How is the information of a change in position of a star transmitted?

[KurtLudwig]

TL;DR

How is the information of a change in position of a star transmitted through spacetime? What is the quantum mechanism?

Gravity is the curvature of space time. Stars move relative to each other. How is the information of this change transmitted through spacetime? I have just finished reading "Reality is not what it seems - The journey to quantum gravity" by Carlo Rovelli. (Can the content of a book be discussed on Physics Forums?) Does the information quickly travel from spinfoam to spinfoam? See page 186, the section on spinfoams. It is stated that spinfoams will bend spacetime. But it does not describe the mechanism of changes. Maybe it is beyond the scope of this book. I assume that changes happen at the speed of light.

 

[PeterDonis]

I have just finished reading "Reality is not what it seems - The journey to quantum gravity" by Carlo Rovelli. (Can the content of a book be discussed on Physics Forums?)
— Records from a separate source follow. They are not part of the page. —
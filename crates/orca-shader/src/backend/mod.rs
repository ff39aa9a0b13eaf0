//! Per-target finalizers.
//!
//! A finalizer turns validated source into a [`TranspilationResult`] for one target: it runs
//! whatever rewriting the target needs, adds the target header and drives the external tools.
//!
//! Failure conventions differ by target and are kept as-is because callers depend on them:
//!
//! | Target | Tool failure reported as |
//! |--------|--------------------------|
//! | HLSL   | `success == false`, `output` still holds the generated HLSL |
//! | Vulkan | `success == true`, empty `output`/`binary`, advisory in `error_message` |
//! | Metal  | `success == false`, empty `output` |

use std::sync::OnceLock;

use regex::Regex;

use crate::toolchain::ToolchainConfig;
use crate::types::{ShaderStage, ShaderTarget, TranspilationResult};

mod hlsl;
mod metal;
mod spirv;

pub use self::hlsl::{HlslFinalizer, INVERSE_PLACEHOLDER};
pub use self::metal::MetalFinalizer;
pub use self::spirv::{words_from_bytes, SpirvFinalizer, SPIRV_MAGIC};

pub trait Finalizer: Send + Sync {
    fn target(&self) -> ShaderTarget;

    /// `source` has already passed [`crate::validate`].
    fn finalize(
        &self,
        source: &str,
        stage: ShaderStage,
        toolchain: &ToolchainConfig,
    ) -> TranspilationResult;
}

/// The source dialect: output is the input, byte for byte.
#[derive(Debug, Clone, Copy, Default)]
pub struct GlslPassthrough;

impl Finalizer for GlslPassthrough {
    fn target(&self) -> ShaderTarget {
        ShaderTarget::Glsl
    }

    fn finalize(
        &self,
        source: &str,
        _stage: ShaderStage,
        _toolchain: &ToolchainConfig,
    ) -> TranspilationResult {
        TranspilationResult::succeeded(source)
    }
}

pub fn finalizer_for(target: ShaderTarget) -> &'static dyn Finalizer {
    match target {
        ShaderTarget::Glsl => &GlslPassthrough,
        ShaderTarget::Hlsl => &HlslFinalizer,
        ShaderTarget::Vulkan => &SpirvFinalizer,
        ShaderTarget::Metal => &MetalFinalizer,
    }
}

/// Removes `#version ...` directive lines so the target header can replace them.
pub fn strip_version_directive(source: &str) -> String {
    static RE: OnceLock<Regex> = OnceLock::new();
    RE.get_or_init(|| {
        Regex::new(r"(?m)^[ \t]*#version\s+\d+[^\n]*\n?").expect("static regex must compile")
    })
    .replace_all(source, "")
    .into_owned()
}
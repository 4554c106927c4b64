use actix_web::{HttpResponse, Responder};

pub async fn health_check() -> impl Responder {
    HttpResponse::Ok().body("Running Server")
}
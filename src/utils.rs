use serde::Serialize;
use std::fmt;

pub fn error_chain_fmt(
    e: &impl std::error::Error,
    f: &mut std::fmt::Formatter<'_>,
) -> std::fmt::Result {
    writeln!(f, "{}\n", e)?;
    let mut current = e.source();
    while let Some(cause) = current {
        writeln!(f, "Caused by:\n\t{}", cause)?;
        current = cause.source();
    }
    Ok(())
}

pub fn fmt_json<T: Serialize>(value: &T, f: &mut fmt::Formatter<'_>) -> fmt::Result {
    write!(f, "{}", serde_json::to_string(value).unwrap())
}
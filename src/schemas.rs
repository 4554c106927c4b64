use serde::{Deserialize, Serialize};
use utoipa::ToSchema;

#[derive(Serialize, Deserialize, Debug, ToSchema)]
pub struct GenericResponse<D> {
    pub status: bool,
    pub customer_message: String,
    pub code: String,
    pub data: Option<D>,
}

impl<D> GenericResponse<D> {
    pub fn success(message: &str, data: Option<D>) -> Self {
        Self {
            status: true,
            customer_message: String::from(message),
            code: String::from("200"),
            data,
        }
    }

    pub fn error(message: &str, code: &str, data: Option<D>) -> Self {
        Self {
            status: false,
            customer_message: String::from(message),
            code: String::from(code),
            data,
        }
    }
}
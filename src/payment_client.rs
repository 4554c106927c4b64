use async_trait::async_trait;
use bigdecimal::BigDecimal;
use reqwest::{Client, StatusCode};
use secrecy::{ExposeSecret, SecretString};
use serde::{Deserialize, Serialize};
use uuid::Uuid;

use crate::utils::error_chain_fmt;

#[derive(thiserror::Error)]
pub enum GatewayError {
    #[error("Failed to reach the payment gateway")]
    TransportError(#[from] reqwest::Error),
    #[error("Payment gateway returned {0}: {1}")]
    RemoteError(StatusCode, String),
    #[error("Failed to parse payment gateway response: {0}")]
    InvalidResponse(String),
}

impl std::fmt::Debug for GatewayError {
    fn fmt(&self, f: &mut std::fmt::Formatter<'_>) -> std::fmt::Result {
        error_chain_fmt(self, f)
    }
}

#[derive(Debug, Clone, Serialize)]
#[serde(rename_all = "camelCase")]
pub struct PaymentRequest {
    pub order_id: String,
    pub customer_id: i64,
    pub amount: BigDecimal,
}

#[derive(Debug, Clone, Serialize, Deserialize, PartialEq)]
#[serde(rename_all = "lowercase")]
pub enum PaymentStatus {
    Pending,
    Approved,
    Rejected,
    #[serde(other)]
    Unknown,
}

#[derive(Debug, Clone, Serialize, Deserialize)]
#[serde(rename_all = "camelCase")]
pub struct PaymentRecord {
    pub id: String,
    pub order_id: String,
    pub status: PaymentStatus,
    pub qr_code: Option<String>,
}

#[async_trait]
pub trait PaymentGateway: Send + Sync {
    async fn create(&self, request: &PaymentRequest) -> Result<PaymentRecord, GatewayError>;
    async fn get_by_args(&self, payment_id: &str) -> Result<Option<PaymentRecord>, GatewayError>;
}

#[derive(Debug, Serialize)]
struct MercadoPagoPaymentBody<'a> {
    payment_method_id: &'a str,
    transaction_amount: &'a BigDecimal,
    metadata: MercadoPagoMetadataBody<'a>,
    payer: MercadoPagoPayerBody,
}

#[derive(Debug, Serialize)]
struct MercadoPagoMetadataBody<'a> {
    order_id: &'a str,
}

#[derive(Debug, Serialize)]
struct MercadoPagoPayerBody {
    id: String,
}

#[derive(Debug, Deserialize)]
pub struct MercadoPagoPaymentData {
    pub id: i64,
    pub status: PaymentStatus,
    pub metadata: MercadoPagoMetadata,
    pub point_of_interaction: Option<MercadoPagoPointOfInteraction>,
}

#[derive(Debug, Deserialize)]
pub struct MercadoPagoMetadata {
    pub order_id: String,
}

#[derive(Debug, Deserialize)]
pub struct MercadoPagoPointOfInteraction {
    pub transaction_data: Option<MercadoPagoTransactionData>,
}

#[derive(Debug, Deserialize)]
pub struct MercadoPagoTransactionData {
    pub qr_code: Option<String>,
}

impl MercadoPagoPaymentData {
    pub fn into_record(self) -> PaymentRecord {
        let qr_code = self
            .point_of_interaction
            .and_then(|poi| poi.transaction_data)
            .and_then(|data| data.qr_code);
        PaymentRecord {
            id: self.id.to_string(),
            order_id: self.metadata.order_id,
            status: self.status,
            qr_code,
        }
    }
}

#[derive(Debug)]
pub struct MercadoPagoClient {
    http_client: Client,
    base_url: String,
    authorization_token: SecretString,
}

impl MercadoPagoClient {
    #[tracing::instrument]
    pub fn new(
        base_url: String,
        authorization_token: SecretString,
        timeout: std::time::Duration,
    ) -> Self {
        tracing::info!("Establishing connection to the payment gateway.");
        let http_client = Client::builder().timeout(timeout).build().unwrap();
        Self {
            http_client,
            base_url,
            authorization_token,
        }
    }

    fn get_auth_token(&self) -> String {
        format!("Bearer {}", self.authorization_token.expose_secret())
    }
}

#[async_trait]
impl PaymentGateway for MercadoPagoClient {
    #[tracing::instrument(name = "Create payment", skip(self), fields(order_id = %request.order_id))]
    async fn create(&self, request: &PaymentRequest) -> Result<PaymentRecord, GatewayError> {
        let url = format!("{}/v1/payments", self.base_url);
        let request_body = MercadoPagoPaymentBody {
            payment_method_id: "pix",
            transaction_amount: &request.amount,
            metadata: MercadoPagoMetadataBody {
                order_id: &request.order_id,
            },
            payer: MercadoPagoPayerBody {
                id: request.customer_id.to_string(),
            },
        };

        let response = self
            .http_client
            .post(&url)
            .header("Authorization", self.get_auth_token())
            .header("X-Idempotency-Key", Uuid::new_v4().to_string())
            .json(&request_body)
            .send()
            .await?;

        let status = response.status();
        if !status.is_success() {
            let message = response.text().await.unwrap_or_default();
            return Err(GatewayError::RemoteError(status, message));
        }
        let payment_data: MercadoPagoPaymentData = response
            .json()
            .await
            .map_err(|err| GatewayError::InvalidResponse(err.to_string()))?;
        Ok(payment_data.into_record())
    }

    #[tracing::instrument(name = "Fetch payment", skip(self))]
    async fn get_by_args(&self, payment_id: &str) -> Result<Option<PaymentRecord>, GatewayError> {
        let url = format!("{}/v1/payments/{}", self.base_url, payment_id);

        let response = self
            .http_client
            .get(&url)
            .header("Authorization", self.get_auth_token())
            .send()
            .await?;

        let status = response.status();
        if status == StatusCode::NOT_FOUND {
            return Ok(None);
        }
        if !status.is_success() {
            let message = response.text().await.unwrap_or_default();
            return Err(GatewayError::RemoteError(status, message));
        }
        let payment_data: MercadoPagoPaymentData = response
            .json()
            .await
            .map_err(|err| GatewayError::InvalidResponse(err.to_string()))?;
        // Lookups never carry the QR payload.
        Ok(Some(PaymentRecord {
            qr_code: None,
            ..payment_data.into_record()
        }))
    }
}
use async_trait::async_trait;
use reqwest::Client;
use serde::Deserialize;
use serde_json::json;

#[derive(Debug, Clone, Deserialize)]
pub struct QueueMessage {
    #[serde(rename = "MessageId")]
    pub id: String,
    #[serde(rename = "ReceiptHandle")]
    pub receipt_handle: String,
    #[serde(rename = "Body")]
    pub body: String,
}

#[derive(Debug, Deserialize)]
struct ReceiveMessageResponse {
    #[serde(rename = "Messages", default)]
    messages: Vec<QueueMessage>,
}

#[async_trait]
pub trait QueueService: Send + Sync {
    async fn receive_messages(&self, queue_url: &str) -> Result<Vec<QueueMessage>, anyhow::Error>;
    async fn delete_message(
        &self,
        queue_url: &str,
        receipt_handle: &str,
    ) -> Result<(), anyhow::Error>;
    async fn send_message(
        &self,
        queue_url: &str,
        group_id: &str,
        body: &str,
    ) -> Result<(), anyhow::Error>;
}

/// Speaks the SQS JSON protocol directly so a local broker like ElasticMQ
/// can stand in for the real service without request signing.
#[derive(Debug)]
pub struct SqsClient {
    http_client: Client,
    endpoint: String,
    max_messages: u16,
}

impl SqsClient {
    #[tracing::instrument]
    pub fn new(endpoint: String, max_messages: u16, timeout: std::time::Duration) -> Self {
        tracing::info!("Establishing connection to the queue endpoint.");
        let http_client = Client::builder().timeout(timeout).build().unwrap();
        Self {
            http_client,
            endpoint,
            max_messages,
        }
    }

    async fn call(
        &self,
        target: &str,
        payload: &serde_json::Value,
    ) -> Result<reqwest::Response, anyhow::Error> {
        let response = self
            .http_client
            .post(&self.endpoint)
            .header("X-Amz-Target", format!("AmazonSQS.{}", target))
            .header("Content-Type", "application/x-amz-json-1.0")
            .json(payload)
            .send()
            .await
            .map_err(|err| anyhow::anyhow!("Failed to reach the queue endpoint: {}", err))?;

        let status = response.status();
        if !status.is_success() {
            let message = response.text().await.unwrap_or_default();
            return Err(anyhow::anyhow!(
                "Queue endpoint returned {}: {}",
                status,
                message
            ));
        }
        Ok(response)
    }
}

#[async_trait]
impl QueueService for SqsClient {
    #[tracing::instrument(name = "Receive queue messages", skip(self))]
    async fn receive_messages(&self, queue_url: &str) -> Result<Vec<QueueMessage>, anyhow::Error> {
        let payload = json!({
            "QueueUrl": queue_url,
            "MaxNumberOfMessages": self.max_messages,
        });
        let response = self.call("ReceiveMessage", &payload).await?;
        let response_body: ReceiveMessageResponse = response
            .json()
            .await
            .map_err(|err| anyhow::anyhow!("Failed to parse receive response: {}", err))?;
        Ok(response_body.messages)
    }

    #[tracing::instrument(name = "Delete queue message", skip(self, receipt_handle))]
    async fn delete_message(
        &self,
        queue_url: &str,
        receipt_handle: &str,
    ) -> Result<(), anyhow::Error> {
        let payload = json!({
            "QueueUrl": queue_url,
            "ReceiptHandle": receipt_handle,
        });
        self.call("DeleteMessage", &payload).await?;
        Ok(())
    }

    #[tracing::instrument(name = "Send queue message", skip(self, body))]
    async fn send_message(
        &self,
        queue_url: &str,
        group_id: &str,
        body: &str,
    ) -> Result<(), anyhow::Error> {
        let payload = json!({
            "QueueUrl": queue_url,
            "MessageBody": body,
            "MessageGroupId": group_id,
            "MessageDeduplicationId": group_id,
        });
        self.call("SendMessage", &payload).await?;
        Ok(())
    }
}
pub mod handlers;
mod routes;
pub use routes::util_route;
use crate::configuration::get_configuration;
use crate::database::configure_database_using_sqlx;

#[tracing::instrument(name = "Migrate using Sqlx")]
pub async fn run_migrations() {
    let configuration = get_configuration().expect("Failed to read configuration.");
    configure_database_using_sqlx(&configuration.database).await;
}
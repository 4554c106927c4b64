use crate::payment_client::{PaymentGateway, PaymentRequest};
use crate::sqs_client::QueueService;

use super::errors::{ProcessOrderError, UpdateCheckoutStatusError};
use super::schemas::{
    Checkout, CheckoutStatus, CheckoutUpdatedEvent, NewCheckout, NotificationOutcome,
    OrderCreatedEvent, PaymentNotificationRequest,
};
use super::store::CheckoutStore;

/// Creates the payment at the gateway and then persists the checkout.
/// If the gateway call fails nothing is persisted; if the insert fails
/// the payment already exists at the gateway and the caller decides
/// whether the event gets retried.
#[tracing::instrument(
    name = "Create checkout from order",
    skip(gateway, store),
    fields(order_id = %event.order_id)
)]
pub async fn create_checkout_from_order(
    gateway: &dyn PaymentGateway,
    store: &dyn CheckoutStore,
    event: &OrderCreatedEvent,
) -> Result<Checkout, ProcessOrderError> {
    let request = PaymentRequest {
        order_id: event.order_id.clone(),
        customer_id: event.customer_id,
        amount: event.amount.clone(),
    };
    let payment = gateway.create(&request).await?;
    let new_checkout = NewCheckout::create_instance(
        event.order_id.clone(),
        payment.id,
        payment.qr_code.unwrap_or_default(),
    );
    let checkout = store.create(&new_checkout).await.map_err(|e| {
        ProcessOrderError::DatabaseError("Failed to save the checkout".to_string(), e)
    })?;
    tracing::info!(
        "Created checkout {} for order {}",
        checkout.id,
        checkout.order_id
    );
    Ok(checkout)
}

/// Resolves the payment at the gateway, applies the resulting status to
/// the matching checkout and notifies the outbound queue. A payment
/// status that settles nothing leaves the checkout untouched.
#[tracing::instrument(
    name = "Update checkout status",
    skip(gateway, store, queue, notification_queue_url)
)]
pub async fn update_checkout_status(
    gateway: &dyn PaymentGateway,
    store: &dyn CheckoutStore,
    queue: &dyn QueueService,
    notification_queue_url: &str,
    payment_id: &str,
) -> Result<Checkout, UpdateCheckoutStatusError> {
    let payment = gateway
        .get_by_args(payment_id)
        .await?
        .ok_or_else(|| UpdateCheckoutStatusError::NotFoundError("Payment".to_string()))?;

    let mut checkout = store
        .get_by_order_id(&payment.order_id)
        .await
        .map_err(|e| {
            UpdateCheckoutStatusError::DatabaseError("Failed to fetch the checkout".to_string(), e)
        })?
        .ok_or_else(|| UpdateCheckoutStatusError::NotFoundError("Checkout".to_string()))?;

    let new_status = match CheckoutStatus::transition_for(&payment.status) {
        Some(status) => status,
        None => {
            tracing::info!(
                "Payment {} reported status {:?}; checkout {} left as is",
                payment_id,
                payment.status,
                checkout.id
            );
            return Ok(checkout);
        }
    };

    checkout.apply_status(new_status);
    let updated = store
        .update(checkout.id, &checkout.as_patch())
        .await
        .map_err(|e| {
            UpdateCheckoutStatusError::DatabaseError("Failed to update the checkout".to_string(), e)
        })?
        .ok_or(UpdateCheckoutStatusError::UpdateFailedError(
            "Checkout".to_string(),
            checkout.id,
        ))?;

    publish_checkout_updated(queue, notification_queue_url, &updated).await?;
    Ok(updated)
}

#[tracing::instrument(name = "Publish checkout updated", skip(queue, notification_queue_url))]
pub async fn publish_checkout_updated(
    queue: &dyn QueueService,
    notification_queue_url: &str,
    checkout: &Checkout,
) -> Result<(), UpdateCheckoutStatusError> {
    let event = CheckoutUpdatedEvent {
        order_id: checkout.order_id.clone(),
        checkout_status: checkout.status,
    };
    let body = serde_json::to_string(&event)?;
    queue
        .send_message(notification_queue_url, &event.group_key(), &body)
        .await
        .map_err(|e| {
            UpdateCheckoutStatusError::UnexpectedError(
                e.context("Failed to publish the checkout updated event"),
            )
        })?;
    tracing::info!("Published checkout update {}", event);
    Ok(())
}

/// Gateway webhook entry point. Anything other than a payment update is
/// acknowledged without touching the gateway or the store.
#[tracing::instrument(
    name = "Handle payment notification",
    skip(gateway, store, queue, notification_queue_url, request),
    fields(action = %request.action, payment_id = %request.data.id)
)]
pub async fn handle_payment_notification(
    gateway: &dyn PaymentGateway,
    store: &dyn CheckoutStore,
    queue: &dyn QueueService,
    notification_queue_url: &str,
    request: &PaymentNotificationRequest,
) -> Result<NotificationOutcome, UpdateCheckoutStatusError> {
    if !request.is_payment_update() {
        tracing::info!("Ignoring notification with action {}", request.action);
        return Ok(NotificationOutcome::Ignored(request.action.clone()));
    }
    let checkout = update_checkout_status(
        gateway,
        store,
        queue,
        notification_queue_url,
        &request.data.id,
    )
    .await?;
    Ok(NotificationOutcome::Processed(checkout))
}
Not that book, since it's not a textbook.

 

[PeterDonis]

Gravity is the curvature of space time. Stars move relative to each other. How is the information of this change transmitted through spacetime?

"Transmitted through spacetime" is a misnomer. Spacetime is a 4-dimensional geometry. It doesn't "change" and things don't get "transmitted" through it. It just is. The "motion" of the stars is just the geometric shapes of their worldlines (or "world tubes" if, more realistically, you consider them to have finite size) and how those world tubes are embedded in the overall spacetime geometry. The "information" about the stars is just the spacetime curvature at any particular event, which will be determined by the Einstein Field Equation and the stress-energy that is present.

Does the information quickly travel from spinfoam to spinfoam?

We can't discuss the question on these terms without a valid reference--textbook or peer-reviewed paper--that gives the actual theoretical machinery necessary to address the question in a spin foam theory.

The question can be discussed in the framework of classical GR--that's what I did earlier in this post. But that will have nothing to do with anyone's speculations about quantum gravity. If you're willing to discuss the question as a classical GR question, we can continue to do so in this thread, but in that case it needs to be moved to the relativity forum.